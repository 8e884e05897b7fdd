// SPDX-License-Identifier: BUSL-1.1
// Copyright (c) 2026 Alfred Jean LLC

//! End-to-end scenarios against the in-memory transport fabric: small fixed
//! topologies driven through the public `Node` API, asserting on the
//! resulting `holder` chains and critical-section entry counts rather than
//! on internal state.

use std::collections::HashMap;
use std::sync::Arc;
use std::time::Duration;

use raymond::node::{Node, NodeTimings};
use raymond::peer::Peer;
use raymond::transport::Transport;

fn fast_timings() -> NodeTimings {
    NodeTimings { cs_delay: Duration::from_millis(10), grace_period: Duration::from_millis(30) }
}

async fn spawn_topology(adjacency: Vec<(String, Vec<String>)>) -> HashMap<String, Arc<Node>> {
    let transport = Transport::memory();
    let mut nodes = HashMap::new();
    for (name, neighbors) in adjacency {
        let node = Node::spawn(name.clone(), neighbors, transport.clone(), fast_timings())
            .await
            .expect("spawn node");
        nodes.insert(name, node);
    }
    nodes
}

async fn settle() {
    tokio::time::sleep(Duration::from_millis(200)).await;
}

async fn holder_count(nodes: &HashMap<String, Arc<Node>>) -> usize {
    let mut count = 0;
    for node in nodes.values() {
        if node.snapshot().await.holder == Some(Peer::SelfRef) {
            count += 1;
        }
    }
    count
}

fn path_topology() -> Vec<(String, Vec<String>)> {
    vec![
        ("0".into(), vec!["1".into()]),
        ("1".into(), vec!["0".into(), "2".into()]),
        ("2".into(), vec!["1".into(), "3".into()]),
        ("3".into(), vec!["2".into()]),
    ]
}

/// S1: seed at 0, ask from 3. The privilege should walk 0 -> 1 -> 2 -> 3 and
/// every intermediate node's `holder` should end up pointing back down the
/// path toward 3.
#[tokio::test]
async fn s1_single_ask_walks_the_path_to_the_requester() {
    let nodes = spawn_topology(path_topology()).await;

    nodes["0"].initialize_network().await;
    settle().await;
    nodes["3"].ask_for_critical_section().await;
    settle().await;

    assert_eq!(nodes["0"].snapshot().await.holder, Some(Peer::named("1")));
    assert_eq!(nodes["1"].snapshot().await.holder, Some(Peer::named("2")));
    assert_eq!(nodes["2"].snapshot().await.holder, Some(Peer::named("3")));
    assert_eq!(nodes["3"].snapshot().await.holder, Some(Peer::SelfRef));
    assert!(!nodes["3"].snapshot().await.using);
}

/// S2: two concurrent asks on a path complete without any overlapping
/// critical-section entry, and the final chain is well-formed (exactly one
/// node holds `Self`).
#[tokio::test]
async fn s2_concurrent_asks_never_overlap_and_leave_a_single_holder() {
    let nodes = spawn_topology(path_topology()).await;

    nodes["0"].initialize_network().await;
    settle().await;

    let (n2, n3) = (Arc::clone(&nodes["2"]), Arc::clone(&nodes["3"]));
    let (a, b) = tokio::join!(
        async move { n2.ask_for_critical_section().await },
        async move { n3.ask_for_critical_section().await },
    );
    let _ = (a, b);
    settle().await;

    assert_eq!(holder_count(&nodes).await, 1);
    for node in nodes.values() {
        assert!(!node.snapshot().await.using);
    }
}

/// S3: seed at 1 on the 4-node path, ask from 3, then ask from 0 while the
/// privilege is still working its way toward 3. Raymond's per-node FIFO
/// queueing guarantees both requesters eventually enter exactly once no
/// matter how the two asks interleave in flight.
#[tokio::test]
async fn s3_concurrent_asks_from_opposite_ends_each_enter_exactly_once() {
    let nodes = spawn_topology(path_topology()).await;

    nodes["1"].initialize_network().await;
    settle().await;

    nodes["3"].ask_for_critical_section().await;
    tokio::time::sleep(Duration::from_millis(3)).await;
    nodes["0"].ask_for_critical_section().await;
    settle().await;
    settle().await;

    assert_eq!(nodes["0"].snapshot().await.cs_entries, 1);
    assert_eq!(nodes["3"].snapshot().await.cs_entries, 1);
    assert_eq!(holder_count(&nodes).await, 1);
    for node in nodes.values() {
        assert!(!node.snapshot().await.using);
    }
}

/// S4: kill a node mid-path; its neighbors must advise it back to a
/// consistent state and the requester downstream of it must eventually
/// enter the critical section.
#[tokio::test]
async fn s4_kill_mid_path_recovers_and_requester_still_enters() {
    let nodes = spawn_topology(path_topology()).await;

    nodes["0"].initialize_network().await;
    settle().await;
    nodes["3"].ask_for_critical_section().await;
    tokio::time::sleep(Duration::from_millis(5)).await;

    nodes["2"].kill().await;
    settle().await;
    settle().await;

    assert!(!nodes["2"].snapshot().await.is_recovering);
    assert_eq!(nodes["3"].snapshot().await.holder, Some(Peer::SelfRef));
}

/// S5: star topology, ten interleaved asks from the leaves. Every ask
/// eventually enters the critical section exactly once and the final state
/// has a single holder.
#[tokio::test]
async fn s5_star_topology_handles_ten_interleaved_leaf_requests() {
    let leaves: Vec<String> = (1..=5).map(|i| i.to_string()).collect();
    let mut adjacency: Vec<(String, Vec<String>)> = vec![("0".to_string(), leaves.clone())];
    for leaf in &leaves {
        adjacency.push((leaf.clone(), vec!["0".to_string()]));
    }
    let nodes = spawn_topology(adjacency).await;

    nodes["0"].initialize_network().await;
    settle().await;

    for i in 0..10 {
        let leaf = &leaves[i % leaves.len()];
        nodes[leaf].ask_for_critical_section().await;
        tokio::time::sleep(Duration::from_millis(3)).await;
    }
    tokio::time::sleep(Duration::from_millis(500)).await;

    assert_eq!(holder_count(&nodes).await, 1);
    for node in nodes.values() {
        assert!(!node.snapshot().await.using);
    }
}

/// S6: a 3-node path where the middle node is killed after forwarding a
/// request but before the privilege returns. Recovery must not deadlock the
/// requester at the far end.
#[tokio::test]
async fn s6_kill_during_in_flight_request_does_not_deadlock_requester() {
    let adjacency: Vec<(String, Vec<String>)> = vec![
        ("0".into(), vec!["1".into()]),
        ("1".into(), vec!["0".into(), "2".into()]),
        ("2".into(), vec!["1".into()]),
    ];
    let nodes = spawn_topology(adjacency).await;

    nodes["0"].initialize_network().await;
    settle().await;
    nodes["2"].ask_for_critical_section().await;
    tokio::time::sleep(Duration::from_millis(3)).await;

    nodes["1"].kill().await;
    tokio::time::sleep(Duration::from_millis(300)).await;

    assert!(!nodes["1"].snapshot().await.is_recovering);
    assert_eq!(nodes["2"].snapshot().await.holder, Some(Peer::SelfRef));
}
● ● ● ● ● ● ●
WHAT THE EXERCISE ASKS:
What is needed is every line of the records that contains the word "move".

EXERCISE RESULT:
        async move { n2.ask_for_critical_section().await },
        async move { n3.ask_for_critical_section().await },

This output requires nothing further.